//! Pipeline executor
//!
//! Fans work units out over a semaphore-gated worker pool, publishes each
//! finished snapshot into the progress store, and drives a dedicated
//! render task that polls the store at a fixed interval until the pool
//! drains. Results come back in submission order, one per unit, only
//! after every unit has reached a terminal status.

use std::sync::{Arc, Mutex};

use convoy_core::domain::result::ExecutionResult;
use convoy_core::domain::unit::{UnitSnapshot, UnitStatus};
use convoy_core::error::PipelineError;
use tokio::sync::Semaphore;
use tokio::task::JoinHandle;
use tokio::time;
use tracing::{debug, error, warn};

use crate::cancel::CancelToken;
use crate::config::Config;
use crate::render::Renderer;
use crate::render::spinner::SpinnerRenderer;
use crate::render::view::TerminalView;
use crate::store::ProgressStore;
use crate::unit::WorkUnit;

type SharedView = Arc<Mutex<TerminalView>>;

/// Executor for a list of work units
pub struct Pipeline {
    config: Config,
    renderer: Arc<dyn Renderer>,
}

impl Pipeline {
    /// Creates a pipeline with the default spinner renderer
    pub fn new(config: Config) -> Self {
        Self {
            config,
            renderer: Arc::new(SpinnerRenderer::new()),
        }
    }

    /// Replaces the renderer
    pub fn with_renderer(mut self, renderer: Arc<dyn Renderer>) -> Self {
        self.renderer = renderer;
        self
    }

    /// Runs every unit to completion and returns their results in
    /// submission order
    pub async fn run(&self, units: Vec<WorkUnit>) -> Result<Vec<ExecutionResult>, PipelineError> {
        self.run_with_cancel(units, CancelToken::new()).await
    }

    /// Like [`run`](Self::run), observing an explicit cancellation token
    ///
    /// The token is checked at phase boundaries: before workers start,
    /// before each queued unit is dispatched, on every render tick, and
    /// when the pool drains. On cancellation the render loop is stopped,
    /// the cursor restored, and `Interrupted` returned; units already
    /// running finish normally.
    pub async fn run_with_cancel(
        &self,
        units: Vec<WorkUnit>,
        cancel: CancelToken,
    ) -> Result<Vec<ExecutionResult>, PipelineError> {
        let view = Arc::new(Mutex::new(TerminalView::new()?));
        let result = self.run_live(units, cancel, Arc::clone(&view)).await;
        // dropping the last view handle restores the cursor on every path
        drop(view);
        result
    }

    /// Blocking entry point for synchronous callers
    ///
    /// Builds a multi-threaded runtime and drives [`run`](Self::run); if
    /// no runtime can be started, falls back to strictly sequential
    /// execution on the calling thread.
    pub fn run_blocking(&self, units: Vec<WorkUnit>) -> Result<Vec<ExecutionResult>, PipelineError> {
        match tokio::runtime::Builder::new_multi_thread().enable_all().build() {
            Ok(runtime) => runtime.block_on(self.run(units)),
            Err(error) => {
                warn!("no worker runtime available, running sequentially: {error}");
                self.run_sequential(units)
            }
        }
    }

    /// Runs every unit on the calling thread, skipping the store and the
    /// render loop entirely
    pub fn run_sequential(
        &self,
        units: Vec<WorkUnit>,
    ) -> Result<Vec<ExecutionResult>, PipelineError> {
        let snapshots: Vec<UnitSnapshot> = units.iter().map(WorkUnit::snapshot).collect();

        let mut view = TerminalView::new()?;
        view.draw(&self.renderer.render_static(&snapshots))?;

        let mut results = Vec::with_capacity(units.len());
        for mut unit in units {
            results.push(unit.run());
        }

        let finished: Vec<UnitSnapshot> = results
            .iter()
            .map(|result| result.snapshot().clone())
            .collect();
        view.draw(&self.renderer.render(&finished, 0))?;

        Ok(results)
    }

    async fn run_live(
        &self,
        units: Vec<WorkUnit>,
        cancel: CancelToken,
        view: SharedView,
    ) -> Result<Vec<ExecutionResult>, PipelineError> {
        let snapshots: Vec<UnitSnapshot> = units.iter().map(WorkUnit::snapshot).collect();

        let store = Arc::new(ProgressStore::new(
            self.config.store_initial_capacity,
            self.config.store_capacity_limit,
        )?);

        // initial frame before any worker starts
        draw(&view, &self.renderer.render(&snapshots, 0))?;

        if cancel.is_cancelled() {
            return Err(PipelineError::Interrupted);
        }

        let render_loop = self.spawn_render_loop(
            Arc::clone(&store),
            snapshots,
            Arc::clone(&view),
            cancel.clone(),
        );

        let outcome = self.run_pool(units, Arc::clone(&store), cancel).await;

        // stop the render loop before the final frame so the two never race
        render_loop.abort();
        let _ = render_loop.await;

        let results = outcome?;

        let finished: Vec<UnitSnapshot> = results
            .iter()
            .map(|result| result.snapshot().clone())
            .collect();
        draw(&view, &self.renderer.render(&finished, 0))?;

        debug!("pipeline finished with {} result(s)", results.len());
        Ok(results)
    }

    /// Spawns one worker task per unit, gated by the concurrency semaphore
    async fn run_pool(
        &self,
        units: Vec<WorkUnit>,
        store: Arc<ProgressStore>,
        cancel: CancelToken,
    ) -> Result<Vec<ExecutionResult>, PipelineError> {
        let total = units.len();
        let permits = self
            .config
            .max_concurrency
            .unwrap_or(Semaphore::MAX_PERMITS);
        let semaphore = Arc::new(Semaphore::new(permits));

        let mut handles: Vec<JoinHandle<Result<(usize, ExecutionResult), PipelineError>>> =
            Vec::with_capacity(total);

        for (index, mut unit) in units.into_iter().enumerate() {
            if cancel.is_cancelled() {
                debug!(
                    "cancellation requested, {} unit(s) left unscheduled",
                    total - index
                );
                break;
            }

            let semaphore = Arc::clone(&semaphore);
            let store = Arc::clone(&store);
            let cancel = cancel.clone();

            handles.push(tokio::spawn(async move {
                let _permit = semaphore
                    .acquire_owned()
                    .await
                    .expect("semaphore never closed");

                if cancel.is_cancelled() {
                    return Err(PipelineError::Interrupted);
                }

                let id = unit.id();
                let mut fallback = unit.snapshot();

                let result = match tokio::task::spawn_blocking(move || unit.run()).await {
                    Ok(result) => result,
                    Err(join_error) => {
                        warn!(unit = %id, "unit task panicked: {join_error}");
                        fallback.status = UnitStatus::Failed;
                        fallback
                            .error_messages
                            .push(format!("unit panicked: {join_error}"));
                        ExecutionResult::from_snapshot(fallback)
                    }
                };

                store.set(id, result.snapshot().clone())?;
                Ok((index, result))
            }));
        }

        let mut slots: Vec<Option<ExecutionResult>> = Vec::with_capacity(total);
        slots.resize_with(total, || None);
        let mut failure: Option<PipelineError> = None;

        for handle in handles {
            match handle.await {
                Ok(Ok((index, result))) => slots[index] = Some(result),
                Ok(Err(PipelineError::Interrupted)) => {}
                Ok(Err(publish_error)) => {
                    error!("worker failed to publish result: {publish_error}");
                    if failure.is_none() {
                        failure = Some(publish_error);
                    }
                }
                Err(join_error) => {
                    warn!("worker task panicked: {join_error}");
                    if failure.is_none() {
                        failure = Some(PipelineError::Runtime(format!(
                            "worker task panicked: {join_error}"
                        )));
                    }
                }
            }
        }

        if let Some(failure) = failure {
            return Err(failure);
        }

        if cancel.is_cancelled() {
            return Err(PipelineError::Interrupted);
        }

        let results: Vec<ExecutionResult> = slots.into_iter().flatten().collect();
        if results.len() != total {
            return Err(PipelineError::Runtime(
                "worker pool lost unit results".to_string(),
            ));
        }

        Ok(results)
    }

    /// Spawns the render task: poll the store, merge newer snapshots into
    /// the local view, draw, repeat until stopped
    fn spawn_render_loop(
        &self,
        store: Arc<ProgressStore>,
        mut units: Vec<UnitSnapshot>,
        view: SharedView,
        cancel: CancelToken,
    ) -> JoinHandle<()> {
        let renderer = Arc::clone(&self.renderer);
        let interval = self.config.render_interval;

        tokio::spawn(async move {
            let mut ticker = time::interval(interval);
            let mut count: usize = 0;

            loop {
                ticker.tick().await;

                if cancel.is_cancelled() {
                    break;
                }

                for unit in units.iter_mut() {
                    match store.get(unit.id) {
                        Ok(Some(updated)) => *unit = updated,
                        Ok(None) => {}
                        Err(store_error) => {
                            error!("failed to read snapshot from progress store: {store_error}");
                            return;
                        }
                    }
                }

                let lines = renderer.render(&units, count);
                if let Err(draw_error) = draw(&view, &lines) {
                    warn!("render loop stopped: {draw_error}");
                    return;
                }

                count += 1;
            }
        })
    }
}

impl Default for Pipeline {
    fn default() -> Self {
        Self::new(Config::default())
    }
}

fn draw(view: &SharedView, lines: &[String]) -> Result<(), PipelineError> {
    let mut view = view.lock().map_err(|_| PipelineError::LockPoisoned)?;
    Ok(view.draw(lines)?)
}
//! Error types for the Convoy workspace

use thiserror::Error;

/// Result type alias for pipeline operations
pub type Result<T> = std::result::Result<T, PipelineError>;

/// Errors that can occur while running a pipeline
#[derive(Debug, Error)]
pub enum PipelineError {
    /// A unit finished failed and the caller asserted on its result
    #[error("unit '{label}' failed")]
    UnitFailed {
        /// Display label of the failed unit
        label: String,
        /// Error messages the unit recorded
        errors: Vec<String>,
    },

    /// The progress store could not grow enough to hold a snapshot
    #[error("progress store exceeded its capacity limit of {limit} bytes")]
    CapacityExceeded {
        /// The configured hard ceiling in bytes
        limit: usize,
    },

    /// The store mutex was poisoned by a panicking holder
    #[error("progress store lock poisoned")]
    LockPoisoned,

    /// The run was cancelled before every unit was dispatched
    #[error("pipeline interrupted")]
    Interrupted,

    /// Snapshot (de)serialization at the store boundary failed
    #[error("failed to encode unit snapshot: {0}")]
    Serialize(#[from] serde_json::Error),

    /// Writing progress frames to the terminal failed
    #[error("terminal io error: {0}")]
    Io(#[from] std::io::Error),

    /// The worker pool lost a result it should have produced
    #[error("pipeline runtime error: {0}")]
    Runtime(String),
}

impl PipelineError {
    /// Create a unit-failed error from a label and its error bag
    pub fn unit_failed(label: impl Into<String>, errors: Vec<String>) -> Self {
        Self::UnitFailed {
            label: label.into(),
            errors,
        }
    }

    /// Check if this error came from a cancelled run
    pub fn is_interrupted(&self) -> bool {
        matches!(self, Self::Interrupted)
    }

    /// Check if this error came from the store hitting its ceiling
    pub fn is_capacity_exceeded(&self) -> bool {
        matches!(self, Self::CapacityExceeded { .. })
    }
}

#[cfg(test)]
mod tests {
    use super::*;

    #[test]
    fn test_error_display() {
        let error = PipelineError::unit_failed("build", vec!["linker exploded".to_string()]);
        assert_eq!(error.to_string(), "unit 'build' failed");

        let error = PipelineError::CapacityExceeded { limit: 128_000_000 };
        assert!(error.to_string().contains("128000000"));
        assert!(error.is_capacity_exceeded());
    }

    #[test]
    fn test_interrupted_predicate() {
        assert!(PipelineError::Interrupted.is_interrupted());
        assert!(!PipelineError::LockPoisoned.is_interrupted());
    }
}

+++++

Task brief | Copy each line of the listing that contains "format".

Your response |
                            .push(format!("unit panicked: {join_error}"));
                        failure = Some(PipelineError::Runtime(format!(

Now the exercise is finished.